Il progetto del Great Sea Interconnector, la connessione elettrica tra Grecia, Cipro ed Israele, sta entrando in fase di realizzazione. Nonostante le procedure per l'approvazione del finanziamento dal Banco Europeo per gli Investimenti (BEI) siano ancora in corso, i lavori di costruzione dell'interconnessione elettrica sono iniziati.
Il segnale per l'inizio della costruzione del progetto e, in particolare, della prima tratta da Creta a Cipro, è dato da due mosse imprenditoriali. Innanzitutto, è stato firmato il contratto di studio per la costruzione della stazione di conversione a Cipro tra l'organismo responsabile dell'implementazione del progetto Great Sea Interconnector e la multinazionale industriale tedesca Siemens.
Successivamente, secondo le notizie sull'OT, l'azienda tedesca che ha vinto la gara per il progetto della stazione di conversione inizierà i lavori entro la fine dell'anno. La seconda mossa imprenditoriale riguarda l'arrivo del grande gruppo industriale di produzione di cavi, Nexans.

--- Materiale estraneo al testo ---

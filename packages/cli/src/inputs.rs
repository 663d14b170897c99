//! Readers for the small CSV inputs of a run.
//!
//! Malformed rows are skipped and counted rather than failing the run;
//! only an unreadable file or a missing header column is fatal.

use std::collections::BTreeMap;
use std::fs::File;
use std::io::{BufReader, Read};
use std::path::Path;

use closure_risk_geography_models::{GeographyLevel, fips, state_fips_of};
use closure_risk_projection::share::ShareHistory;
use closure_risk_projection_models::YearSeries;
use closure_risk_risk_models::Institution;
use serde::Deserialize;

use crate::PipelineError;
use crate::config::InstitutionsConfig;

/// Geography key of a trajectory row that applies everywhere.
pub const ALL_GEOGRAPHIES: &str = "*";

/// Geography key of a national series.
pub const NATIONAL: &str = "US";

/// Rows parsed from one input file plus the number skipped.
#[derive(Debug, Clone, PartialEq)]
pub struct Parsed<T> {
    pub rows: T,
    pub skipped: u64,
}

fn open(path: &Path) -> Result<BufReader<File>, PipelineError> {
    File::open(path)
        .map(BufReader::new)
        .map_err(PipelineError::io(path))
}

fn csv_reader<R: Read>(reader: R) -> csv::Reader<R> {
    csv::ReaderBuilder::new()
        .flexible(true)
        .trim(csv::Trim::All)
        .from_reader(reader)
}

/// Deserializes every row of a headered CSV, skipping rows that do not
/// fit `T`.
fn records<T, R>(reader: R, path: &Path) -> Result<Parsed<Vec<T>>, PipelineError>
where
    T: for<'de> Deserialize<'de>,
    R: Read,
{
    let mut reader = csv_reader(reader);
    reader.headers().map_err(PipelineError::csv(path))?;

    let mut rows = Vec::new();
    let mut skipped = 0;
    for result in reader.deserialize::<T>() {
        match result {
            Ok(row) => rows.push(row),
            Err(e) => {
                log::trace!("{}: skipping malformed row: {e}", path.display());
                skipped += 1;
            }
        }
    }

    if skipped > 0 {
        log::warn!("{}: skipped {skipped} malformed rows", path.display());
    }
    Ok(Parsed { rows, skipped })
}

/// Normalizes a geography key from an input file.
///
/// Numeric keys are zero-padded (one or two digits to a state code, three
/// to five digits to a county code). With `to_state`, county keys collapse
/// to their state and state names or postal abbreviations resolve to
/// FIPS codes.
#[must_use]
pub fn normalize_geography(raw: &str, to_state: bool) -> Option<String> {
    let raw = raw.trim();
    if raw.is_empty() {
        return None;
    }

    let key = if raw.bytes().all(|b| b.is_ascii_digit()) {
        match raw.len() {
            1..=2 => fips::pad_code(raw, 2),
            3..=5 => fips::pad_code(raw, 5),
            _ => raw.to_string(),
        }
    } else {
        raw.to_string()
    };

    if !to_state {
        return Some(key);
    }
    match GeographyLevel::of(&key) {
        GeographyLevel::State | GeographyLevel::County => {
            state_fips_of(&key).map(ToString::to_string)
        }
        GeographyLevel::Other => fips::resolve(&key).map(|s| s.fips.to_string()),
    }
}

/// Reads the institution directory.
///
/// # Errors
///
/// Fails if the file cannot be opened or lacks a configured column.
/// Unreadable rows are skipped and counted.
pub fn read_institutions(
    path: &Path,
    config: &InstitutionsConfig,
) -> Result<Parsed<Vec<Institution>>, PipelineError> {
    parse_institutions(open(path)?, path, config)
}

fn parse_institutions(
    reader: impl Read,
    path: &Path,
    config: &InstitutionsConfig,
) -> Result<Parsed<Vec<Institution>>, PipelineError> {
    let mut reader = csv_reader(reader);
    let headers = reader.headers().map_err(PipelineError::csv(path))?.clone();
    let column = |name: &str| {
        headers
            .iter()
            .position(|h| h.trim_start_matches('\u{feff}').eq_ignore_ascii_case(name))
            .ok_or_else(|| {
                PipelineError::invalid(format!(
                    "{} has no column {name:?}",
                    path.display()
                ))
            })
    };
    let geography = column(&config.geography_column)?;
    let id = column(&config.id_column)?;
    let enrollment = column(&config.enrollment_column)?;

    let mut rows = Vec::new();
    let mut skipped = 0;
    for result in reader.records() {
        let record = match result {
            Ok(record) => record,
            Err(e) => {
                log::trace!("{}: skipping unreadable row: {e}", path.display());
                skipped += 1;
                continue;
            }
        };
        match institution(&record, [geography, id, enrollment], config.to_state) {
            Some(institution) => rows.push(institution),
            None => skipped += 1,
        }
    }

    if skipped > 0 {
        log::warn!(
            "{}: skipped {skipped} unreadable or incomplete institution rows",
            path.display()
        );
    }
    log::info!("Read {} institutions from {}", rows.len(), path.display());
    Ok(Parsed { rows, skipped })
}

fn institution(
    record: &csv::StringRecord,
    [geography, id, enrollment]: [usize; 3],
    to_state: bool,
) -> Option<Institution> {
    let geography_id = normalize_geography(record.get(geography)?, to_state)?;
    let institution_id = record.get(id).filter(|s| !s.is_empty())?.to_string();
    let enrollment = record.get(enrollment)?.replace(',', "").parse::<f64>().ok()?;
    Some(Institution {
        geography_id,
        institution_id,
        enrollment,
    })
}

#[derive(Debug, Deserialize)]
struct SeriesRow {
    geography_id: String,
    year: i32,
    value: f64,
}

/// Reads a sparse `geography_id,year,value` series file, one series per
/// geography.
///
/// # Errors
///
/// Fails if the file cannot be read.
pub fn read_series(path: &Path) -> Result<Parsed<BTreeMap<String, YearSeries>>, PipelineError> {
    parse_series(open(path)?, path)
}

fn parse_series(
    reader: impl Read,
    path: &Path,
) -> Result<Parsed<BTreeMap<String, YearSeries>>, PipelineError> {
    let Parsed { rows, mut skipped } = records::<SeriesRow, _>(reader, path)?;

    let mut points: BTreeMap<String, Vec<(i32, f64)>> = BTreeMap::new();
    for row in rows {
        match normalize_geography(&row.geography_id, false) {
            Some(key) => points.entry(key).or_default().push((row.year, row.value)),
            None => skipped += 1,
        }
    }

    let series = points
        .into_iter()
        .map(|(key, values)| {
            let series = YearSeries::new(key.clone(), values);
            (key, series)
        })
        .collect();
    Ok(Parsed {
        rows: series,
        skipped,
    })
}

#[derive(Debug, Deserialize)]
struct NationalRow {
    year: i32,
    value: f64,
}

/// Reads a national `year,value` series.
///
/// # Errors
///
/// Fails if the file cannot be read.
pub fn read_national(path: &Path) -> Result<Parsed<YearSeries>, PipelineError> {
    parse_national(open(path)?, path)
}

fn parse_national(reader: impl Read, path: &Path) -> Result<Parsed<YearSeries>, PipelineError> {
    let Parsed { rows, skipped } = records::<NationalRow, _>(reader, path)?;
    Ok(Parsed {
        rows: YearSeries::new(NATIONAL, rows.into_iter().map(|r| (r.year, r.value))),
        skipped,
    })
}

/// Observed fertility for one geography.
#[derive(Debug, Clone, PartialEq, Deserialize)]
pub struct FertilityRow {
    pub geography_id: String,
    /// Births per 1,000 women in the base year.
    pub base_rate: f64,
    /// Proportional decline over the observed span.
    pub observed_decline: f64,
}

/// Reads a `geography_id,base_rate,observed_decline` file.
///
/// # Errors
///
/// Fails if the file cannot be read.
pub fn read_fertility(path: &Path) -> Result<Parsed<Vec<FertilityRow>>, PipelineError> {
    parse_fertility(open(path)?, path)
}

fn parse_fertility(
    reader: impl Read,
    path: &Path,
) -> Result<Parsed<Vec<FertilityRow>>, PipelineError> {
    let Parsed { rows, mut skipped } = records::<FertilityRow, _>(reader, path)?;
    let rows = rows
        .into_iter()
        .filter_map(|row| match normalize_geography(&row.geography_id, false) {
            Some(geography_id) => Some(FertilityRow {
                geography_id,
                ..row
            }),
            None => {
                skipped += 1;
                None
            }
        })
        .collect();
    Ok(Parsed { rows, skipped })
}

#[derive(Debug, Deserialize)]
struct TrajectoryRow {
    #[serde(default)]
    scenario_id: Option<String>,
    geography_id: String,
    year: i32,
    decline_pct: f64,
}

/// Reads `[scenario_id,]geography_id,year,decline_pct` trajectories,
/// keeping only rows of `scenario` when one is given.
///
/// # Errors
///
/// Fails if the file cannot be read.
pub fn read_trajectories(
    path: &Path,
    scenario: Option<&str>,
) -> Result<Parsed<BTreeMap<String, BTreeMap<i32, f64>>>, PipelineError> {
    parse_trajectories(open(path)?, path, scenario)
}

fn parse_trajectories(
    reader: impl Read,
    path: &Path,
    scenario: Option<&str>,
) -> Result<Parsed<BTreeMap<String, BTreeMap<i32, f64>>>, PipelineError> {
    let Parsed { rows, mut skipped } = records::<TrajectoryRow, _>(reader, path)?;

    let mut trajectories: BTreeMap<String, BTreeMap<i32, f64>> = BTreeMap::new();
    for row in rows {
        if let Some(wanted) = scenario
            && row.scenario_id.as_deref() != Some(wanted)
        {
            continue;
        }
        if !row.decline_pct.is_finite() {
            skipped += 1;
            continue;
        }
        let key = if row.geography_id == ALL_GEOGRAPHIES {
            Some(ALL_GEOGRAPHIES.to_string())
        } else {
            normalize_geography(&row.geography_id, false)
        };
        match key {
            Some(key) => {
                trajectories
                    .entry(key)
                    .or_default()
                    .insert(row.year, row.decline_pct);
            }
            None => skipped += 1,
        }
    }

    Ok(Parsed {
        rows: trajectories,
        skipped,
    })
}

#[derive(Debug, Deserialize)]
struct ShareRow {
    year: i32,
    enrolled: f64,
    population: f64,
}

/// Reads a `year,enrolled,population` participation history.
///
/// # Errors
///
/// Fails if the file cannot be read.
pub fn read_share_history(path: &Path) -> Result<Parsed<ShareHistory>, PipelineError> {
    parse_share_history(open(path)?, path)
}

fn parse_share_history(
    reader: impl Read,
    path: &Path,
) -> Result<Parsed<ShareHistory>, PipelineError> {
    let Parsed { rows, skipped } = records::<ShareRow, _>(reader, path)?;
    Ok(Parsed {
        rows: ShareHistory::from_counts(rows.into_iter().map(|r| (r.year, r.enrolled, r.population))),
        skipped,
    })
}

Hauts rappresentanti di Nexans si troveranno ad Atene per incontrare ADMIE (il gestore indipendente delle trasmissioni di energia elettrica della Grecia), e l'evento segnerà l'inizio dei lavori per la parte di cavo tra Creta e Cipro.
Le recenti iniziative imprenditoriali mostrano la determinazione di tutte le parti coinvolte nell'interconnessione elettrica a realizzare il progetto che avvicinerà i sistemi di trasmissione di energia elettrica di Grecia, Cipro ed Israele. Questa determinazione è stata ulteriormente dimostrata dagli incontri recenti del CEO di ADMIE, Manos Manousakis, con il Ministro delle Finanze di Cipro, Makis Keravnos, e contatti con il Ministero dell'energia di Israele.
Il cavo elettrico Cipro-Creta, di 898 km e con un budget di 1,2 miliardi di euro, ha ottenuto un finanziamento europeo da 757 milioni di euro dal Fondo di recupero e Connecting Europe. Si prevede che gli studi saranno completati quest'anno, affinché i lavori di costruzione possano iniziare nel 2024.